• TRY IT
Given the listing below, write out exactly the lines starting with the line that has "repository e4b1d358330c40c6" and going on through the line that has "impl fmt::Display for TradeSide", both kept.
* * * * *
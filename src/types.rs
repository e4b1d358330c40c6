// Core data structures for the tick interface.
// The controller consumes a Snapshot per tick and emits a Decision;
// everything here is a plain value type with no I/O attached.

use rust_decimal::Decimal;
use serde::{Deserialize, Serialize};
use std::collections::BTreeMap;
use std::fmt;

/// Swap direction on the router
#[derive(Debug, Clone, Copy, PartialEq, Eq, Serialize, Deserialize)]
pub enum TradeSide {
    Buy,
    Sell,
}

impl fmt::Display for TradeSide {
    fn fmt(&self, f: &mut fmt::Formatter) -> fmt::Result {
        match self {
            TradeSide::Buy => write!(f, "BUY"),
            TradeSide::Sell => write!(f, "SELL"),
        }
    }
}

/// How an executor finished, as reported by the executor layer
#[derive(Debug, Clone, Copy, PartialEq, Eq, Serialize, Deserialize)]
pub enum CloseType {
    Completed,
    Failed,
    Cancelled,
}

/// Lifecycle tag reported by the LP position executor
#[derive(Debug, Clone, Copy, PartialEq, Eq, Serialize, Deserialize)]
pub enum LpState {
    Opening,
    InRange,
    OutOfRange,
    Closing,
    Complete,
    NotActive,
    RetriesExceeded,
}

impl fmt::Display for LpState {
    fn fmt(&self, f: &mut fmt::Formatter) -> fmt::Result {
        match self {
            LpState::Opening => write!(f, "OPENING"),
            LpState::InRange => write!(f, "IN_RANGE"),
            LpState::OutOfRange => write!(f, "OUT_OF_RANGE"),
            LpState::Closing => write!(f, "CLOSING"),
            LpState::Complete => write!(f, "COMPLETE"),
            LpState::NotActive => write!(f, "NOT_ACTIVE"),
            LpState::RetriesExceeded => write!(f, "RETRIES_EXCEEDED"),
        }
    }
}

/// Why a swap executor was created.
/// The wire-level `level_id` string is what the router executor receives.
#[derive(Debug, Clone, Copy, PartialEq, Eq, Serialize, Deserialize)]
pub enum SwapPurpose {
    /// Pre-open conversion toward the policy's target base/quote split
    Inventory,
    /// Drift correction between retries of the inventory phase
    InventoryRebalance,
    /// Post-close SELL of residual base after stop-loss / take-profit
    ExitLiquidation,
    /// Direct wallet liquidation when stop-loss fires with no open LP
    Stoploss,
}

impl SwapPurpose {
    pub fn level_id(&self) -> &'static str {
        match self {
            SwapPurpose::Inventory => "inventory",
            SwapPurpose::InventoryRebalance => "inventory_rebalance",
            SwapPurpose::ExitLiquidation => "liquidate",
            SwapPurpose::Stoploss => "stoploss",
        }
    }

    pub fn from_level_id(level_id: &str) -> Option<SwapPurpose> {
        match level_id {
            "inventory" => Some(SwapPurpose::Inventory),
            "inventory_rebalance" => Some(SwapPurpose::InventoryRebalance),
            "liquidate" => Some(SwapPurpose::ExitLiquidation),
            "stoploss" => Some(SwapPurpose::Stoploss),
            _ => None,
        }
    }

    /// Keep-precedence when the concurrency guard finds multiple live swaps.
    /// Higher wins.
    pub fn precedence(&self) -> u8 {
        match self {
            SwapPurpose::ExitLiquidation => 4,
            SwapPurpose::Stoploss => 3,
            SwapPurpose::InventoryRebalance => 2,
            SwapPurpose::Inventory => 1,
        }
    }
}

/// One LP position executor as seen in a snapshot.
/// Amounts, prices and bounds are already in strategy (base-quote) orientation;
/// the snapshot builder applies the pool-domain adapter before this struct exists.
#[derive(Debug, Clone, PartialEq, Serialize, Deserialize)]
pub struct LPView {
    pub executor_id: String,
    pub is_active: bool,
    pub is_done: bool,
    pub close_type: Option<CloseType>,
    pub state: Option<LpState>,
    pub position_address: Option<String>,
    pub base_amount: Decimal,
    pub quote_amount: Decimal,
    pub base_fee: Decimal,
    pub quote_fee: Decimal,
    pub lower_price: Option<Decimal>,
    pub upper_price: Option<Decimal>,
    pub current_price: Option<Decimal>,
    pub out_of_range_since: Option<f64>,
}

impl LPView {
    /// A position exists on-chain and is earning (or out of range but live).
    /// Unknown lifecycle tags fall back to "has a position address".
    pub fn is_open(&self) -> bool {
        match self.state {
            Some(LpState::InRange) | Some(LpState::OutOfRange) => true,
            Some(LpState::Complete) | Some(LpState::NotActive) | Some(LpState::RetriesExceeded) => {
                false
            }
            _ => self.position_address.is_some(),
        }
    }

    pub fn is_closed(&self) -> bool {
        if self.is_done {
            return true;
        }
        match self.state {
            Some(LpState::Complete) => true,
            Some(LpState::NotActive) => self.position_address.is_none(),
            _ => false,
        }
    }

    pub fn in_transition(&self) -> bool {
        matches!(self.state, Some(LpState::Opening) | Some(LpState::Closing))
    }

    pub fn is_failed(&self) -> bool {
        self.state == Some(LpState::RetriesExceeded) || self.close_type == Some(CloseType::Failed)
    }

    /// Mark-to-market value of the position including unclaimed fees
    pub fn value_with_fees(&self, price: Decimal) -> Decimal {
        (self.base_amount + self.base_fee) * price + (self.quote_amount + self.quote_fee)
    }

    /// Base-side holdings including unclaimed base fees
    pub fn base_with_fees(&self) -> Decimal {
        self.base_amount.abs() + self.base_fee.abs()
    }
}

/// One router swap executor as seen in a snapshot
#[derive(Debug, Clone, PartialEq, Serialize, Deserialize)]
pub struct SwapView {
    pub executor_id: String,
    pub is_active: bool,
    pub is_done: bool,
    pub close_type: Option<CloseType>,
    pub timestamp: f64,
    pub purpose: Option<SwapPurpose>,
    pub amount: Decimal,
    /// Realized wallet deltas reported by the executor after fill
    pub delta_base: Option<Decimal>,
    pub delta_quote: Option<Decimal>,
}

impl SwapView {
    pub fn completed(&self) -> bool {
        self.is_done && self.close_type == Some(CloseType::Completed)
    }
}

/// Immutable per-tick input. `now` is the only time source the core may use.
#[derive(Debug, Clone, Default, Serialize, Deserialize)]
pub struct Snapshot {
    pub now: f64,
    /// Quote per base; None when the price feed is unavailable
    pub current_price: Option<Decimal>,
    pub balance_fresh: bool,
    /// Timestamp of the last wallet balance update
    pub balance_update_ts: f64,
    pub wallet_base: Decimal,
    pub wallet_quote: Decimal,
    pub lp: BTreeMap<String, LPView>,
    pub swaps: BTreeMap<String, SwapView>,
    pub active_lp: Vec<LPView>,
    pub active_swaps: Vec<SwapView>,
}

impl Snapshot {
    /// Effective price, rejecting non-positive values
    pub fn price(&self) -> Option<Decimal> {
        self.current_price.filter(|p| *p > Decimal::ZERO)
    }
}

/// High-level classification of a decision, for logs and dashboards
#[derive(Debug, Clone, Copy, PartialEq, Eq, Serialize, Deserialize)]
pub enum IntentFlow {
    None,
    Entry,
    Rebalance,
    Stoploss,
    TakeProfit,
    Failure,
    Manual,
}

#[derive(Debug, Clone, Copy, PartialEq, Eq, Serialize, Deserialize)]
pub enum IntentStage {
    None,
    Wait,
    SubmitLp,
    StopLp,
    SubmitSwap,
}

/// What the controller decided this tick and why.
/// `reason` is a stable snake_case string; every wait path carries one.
#[derive(Debug, Clone, PartialEq, Serialize, Deserialize)]
pub struct Intent {
    pub flow: IntentFlow,
    pub stage: IntentStage,
    pub reason: String,
}

impl Intent {
    pub fn new(flow: IntentFlow, stage: IntentStage, reason: impl Into<String>) -> Self {
        Self {
            flow,
            stage,
            reason: reason.into(),
        }
    }
}

/// LP executor create config, in pool orientation (consumed by the external executor)
#[derive(Debug, Clone, PartialEq, Serialize, Deserialize)]
pub struct LpExecutorConfig {
    pub id: String,
    pub timestamp: f64,
    pub connector_name: String,
    pub pool_address: String,
    pub trading_pair: String,
    pub base_token: String,
    pub quote_token: String,
    pub lower_price: Decimal,
    pub upper_price: Decimal,
    pub base_amount: Decimal,
    pub quote_amount: Decimal,
    /// 0 = both sides, 1 = quote only, 2 = base only
    pub side: u8,
    pub keep_position: bool,
    pub budget_key: String,
    /// Supplied by the external budget coordinator; passes through untouched
    pub budget_reservation_id: Option<String>,
    pub extra_params: Option<serde_json::Value>,
}

/// Router swap executor create config
#[derive(Debug, Clone, PartialEq, Serialize, Deserialize)]
pub struct SwapExecutorConfig {
    pub id: String,
    pub timestamp: f64,
    pub connector_name: String,
    pub trading_pair: String,
    pub side: TradeSide,
    pub amount: Decimal,
    pub amount_in_is_quote: bool,
    /// Percentage points (ratio x 100); the factory rejects > 10 or <= 0
    pub slippage_pct: Decimal,
    pub pool_address: Option<String>,
    pub level_id: String,
    pub budget_key: String,
}

/// Action emitted toward the executor queue
#[derive(Debug, Clone, PartialEq, Serialize, Deserialize)]
pub enum Action {
    CreateLp(LpExecutorConfig),
    CreateSwap(SwapExecutorConfig),
    Stop {
        controller_id: String,
        executor_id: String,
    },
}

impl Action {
    pub fn stop(controller_id: &str, executor_id: &str) -> Action {
        Action::Stop {
            controller_id: controller_id.to_string(),
            executor_id: executor_id.to_string(),
        }
    }
}

/// Per-tick output: intent plus the actions to submit.
/// Context mutations happen inside the controller step; a decision is
/// pure data on the way out.
#[derive(Debug, Clone, PartialEq, Serialize, Deserialize)]
pub struct Decision {
    pub intent: Intent,
    pub actions: Vec<Action>,
}

impl Decision {
    pub fn new(intent: Intent, actions: Vec<Action>) -> Self {
        Self { intent, actions }
    }

    pub fn wait(flow: IntentFlow, reason: impl Into<String>) -> Self {
        Self {
            intent: Intent::new(flow, IntentStage::Wait, reason),
            actions: Vec::new(),
        }
    }

    pub fn reason(&self) -> &str {
        &self.intent.reason
    }
}

#[cfg(test)]
mod tests {
    use super::*;
    use rust_decimal_macros::dec;

    fn lp_view(state: Option<LpState>, position: bool) -> LPView {
        LPView {
            executor_id: "lp1".to_string(),
            is_active: true,
            is_done: false,
            close_type: None,
            state,
            position_address: position.then(|| "0xabc".to_string()),
            base_amount: dec!(0),
            quote_amount: dec!(0),
            base_fee: dec!(0),
            quote_fee: dec!(0),
            lower_price: None,
            upper_price: None,
            current_price: None,
            out_of_range_since: None,
        }
    }

    #[test]
    fn test_lp_open_classification() {
        assert!(lp_view(Some(LpState::InRange), true).is_open());
        assert!(lp_view(Some(LpState::OutOfRange), true).is_open());
        assert!(!lp_view(Some(LpState::Complete), false).is_open());
        assert!(!lp_view(Some(LpState::NotActive), false).is_open());
        assert!(!lp_view(Some(LpState::RetriesExceeded), true).is_open());
        // Unknown state falls back to position address
        assert!(lp_view(None, true).is_open());
        assert!(!lp_view(None, false).is_open());
    }

    #[test]
    fn test_lp_closed_classification() {
        let mut done = lp_view(Some(LpState::Closing), true);
        done.is_done = true;
        assert!(done.is_closed());
        assert!(lp_view(Some(LpState::Complete), false).is_closed());
        // NOT_ACTIVE still holding a position address is not closed
        assert!(!lp_view(Some(LpState::NotActive), true).is_closed());
        assert!(lp_view(Some(LpState::NotActive), false).is_closed());
    }

    #[test]
    fn test_lp_failed_classification() {
        assert!(lp_view(Some(LpState::RetriesExceeded), true).is_failed());
        let mut failed = lp_view(Some(LpState::Complete), false);
        failed.close_type = Some(CloseType::Failed);
        assert!(failed.is_failed());
        assert!(!lp_view(Some(LpState::InRange), true).is_failed());
    }

    #[test]
    fn test_swap_purpose_level_id_round_trip() {
        for purpose in [
            SwapPurpose::Inventory,
            SwapPurpose::InventoryRebalance,
            SwapPurpose::ExitLiquidation,
            SwapPurpose::Stoploss,
        ] {
            assert_eq!(SwapPurpose::from_level_id(purpose.level_id()), Some(purpose));
        }
        assert_eq!(SwapPurpose::from_level_id("unknown"), None);
    }

    #[test]
    fn test_swap_purpose_precedence_order() {
        assert!(SwapPurpose::ExitLiquidation.precedence() > SwapPurpose::Stoploss.precedence());
        assert!(SwapPurpose::Stoploss.precedence() > SwapPurpose::InventoryRebalance.precedence());
        assert!(SwapPurpose::InventoryRebalance.precedence() > SwapPurpose::Inventory.precedence());
    }
}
* * * * *
• OUTPUT OF THE EXERCISE
repository e4b1d358330c40c6
// Core data structures for the tick interface.
// The controller consumes a Snapshot per tick and emits a Decision;
// everything here is a plain value type with no I/O attached.

use rust_decimal::Decimal;
use serde::{Deserialize, Serialize};
use std::collections::BTreeMap;
use std::fmt;

/// Swap direction on the router
#[derive(Debug, Clone, Copy, PartialEq, Eq, Serialize, Deserialize)]
pub enum TradeSide {
    Buy,
    Sell,
}

impl fmt::Display for TradeSide {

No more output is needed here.